2. Отношения темпорального взаимоисключения, устанавливаемые между номина-тами-антонимами, исключающими осущест-
вление друг друга в одном временном отрезке. На выражении этих отношений в прозе Б. Поплавского специализируется союз то. то. Например: (3) Шел дождь, не переставая. Он то отдалялся, то вновь приближался к земле, он клокотал, он нежно шелестел; он то медленно падал, как снег, то стремительно пролетал светло-серыми волнами, теснясь на блестящем асфальте... [4, с. 9]. Рассматриваемый здесь вид разделительных отношений может также выражаться наречием иногда. Ср.: (4) Иногда он видел горы. Иногда он вообще переставал видеть, тогда звуковые явления занимали его [4, с. 101].
Соположенность несовместимого, отраженного значениями антонимичных единиц, в подобных конструкциях находит формальное выражение в параллелизме структуры, тождестве модально-временных планов предикатов-антонимов. Таксисные отношения в выделенных разделительных конструкциях обоих типов реализуются как отношения несовместимости явлений в одной временной точке, т.е. как отношения неодновременности. Союзы, формирующие разделительные отношения, локализуют антонимичные действия в определенной временной точке по принципу: сначала "а", потом "б". Другими словами, на уровне одной временной точки в анализируемых модусах автор приписывает предмету (лицу) диаметрально противоположные, контрастные действия. Более того, кроме идеи последовательной смены, неодновременности в значение разделительных союзов входит представление о том, что члены разделительного ряда - компоненты "а" и "б" сменяют друг друга достаточно часто [5].
Подобная поэтическая иррациональность, конструируемая союзами, разделяющими семантически контрастные языковые единицы, как думается, предстает в художественном дискурсе Б. Поплавского скрытой метафорой мятежности натуры самого автора. Тот факт, что в попытке преодолеть раздвоенность души и тела, чувственного и умопостигаемого, физического и психического писатель впадал в диаметрально противоположные крайности, подтверждается многочисленными выдержками из воспоминаний о нем. Вот, например, высказывание о писателе Василия Яновского: "Чудилось - у Поплавского огромный запас жизненных сил: вот-вот легко и походя опрокинет ставшего у него на пути... Но вдруг что-то срывалось: совсем неожиданно и ощутимо! Лопалась центральная пружина, и Поплавский застывал на всем
бегу, точно зачарованный медиум, улыбаясь сонной улыбкою. И сдавался: соглашался, уступал, уходил!.." [6].
В реальной жизни Б. Поплавский стремился соединить несоединимое, чтобы разрубить гордиев узел "несуществующего существования", что непосредственно отразилось на виртуальной жизни его персонажей, для которых характерно парадоксальное сочетание процессов интеграции и одновременно фрагментации. Полярная крайность совмещается в них (как и в самом авторе) с пассионарной жизненной активностью.
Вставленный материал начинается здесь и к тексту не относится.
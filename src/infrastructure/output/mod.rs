//! Output service implementations

pub mod filesystem_output;

pub use filesystem_output::*;
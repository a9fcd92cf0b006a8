//! Port interfaces for the generation domain

use async_trait::async_trait;

use crate::generation::{
    Artifact, GenerationContext, GenerationError, GenerationPlan, RenderContext,
};
use crate::infrastructure::openapi::OpenApiContext;

/// Builds the template context from a finished plan
#[async_trait]
pub trait ContextBuilder: Send + Sync {
    async fn build(
        &self,
        plan: &GenerationPlan,
        context: &GenerationContext,
    ) -> Result<RenderContext, GenerationError>;
}

/// Renders the models, client and package-marker artifacts
#[async_trait]
pub trait TemplateRenderingStrategy: Send + Sync {
    async fn render(
        &self,
        render_context: &RenderContext,
        context: &GenerationContext,
    ) -> Result<Vec<Artifact>, GenerationError>;
}

/// Post-processes artifacts that were already written to disk
#[async_trait]
pub trait PostProcessor: Send + Sync {
    async fn process(
        &self,
        artifacts: Vec<Artifact>,
        context: &GenerationContext,
    ) -> Result<Vec<Artifact>, GenerationError>;
}

/// Loads OpenAPI documents
#[async_trait]
pub trait OpenApiLoader: Send + Sync {
    /// Load a document from a path or URL
    async fn load(&self, source: &str) -> Result<OpenApiContext, GenerationError>;
}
На уровне идиостиля Б. Поплавского это отражается, в частности, в антонимическом сближении антонимов в двойное предикатное сочетание в пределах одного высказывания, что позволяет представить выражаемое антонимами действие наиболее активным образом. Ср.: (5) ...Аполлон Безобразов...любил одновременно утверждать и отрицать, любил долго сохранять противоречивые суждения о человеке, пока вдруг, подобно внезапному процессу кристаллизации, из темной лаборатории его души не выходило отчетливое и замкнутое суждение, содержащее в себе также и момент доказательства, которое потом и оставалось за человеком неотторжимо. [4, с. 32]. Противоположные действия, обозначенные данными глаголами, объединились как две стороны одного процесса. В результате действие представляется более длительным.
В прозе Б. Поплавского антонимические пары представлены различными в конструктивном отношении сочетаниями. Если глаголы соединяются союзом и, то значение противоположности заключено в самих словоформах. Ср.: (6) Огромные города продолжают всасывать и выдыхать человеческую пыль [4, с. 13]. Если противопоставление выражено противительным союзом, - антонимия, как правило, контекстуальная. Например: (7) Однако он не записывал своих размышлений, а изображал их в курьезных символических фигурах, наподобие средневековых карт Таро [4, с. 47]. В данном случае автором противопоставлены синонимически близкие глаголы, поэтому антонимия является контекстуальной. Отношения между глаголами в таких объединениях причинно-следственные (не записывал., потому что изображал.). В парадигматике текстового пространства Б. Поплавского происходит нейтрализация оппозиции синонимии и антонимии, заложенной в системе языка: синонимы потенциально
становятся элементами противопоставления, средством отражения в описании характера персонажа прагматики повествователя, приобщения персонажа к смысловой и экспрессивной устремленности повествователя. Стиль, в котором ведется подобное изложение, отражает образ мышления повествователя.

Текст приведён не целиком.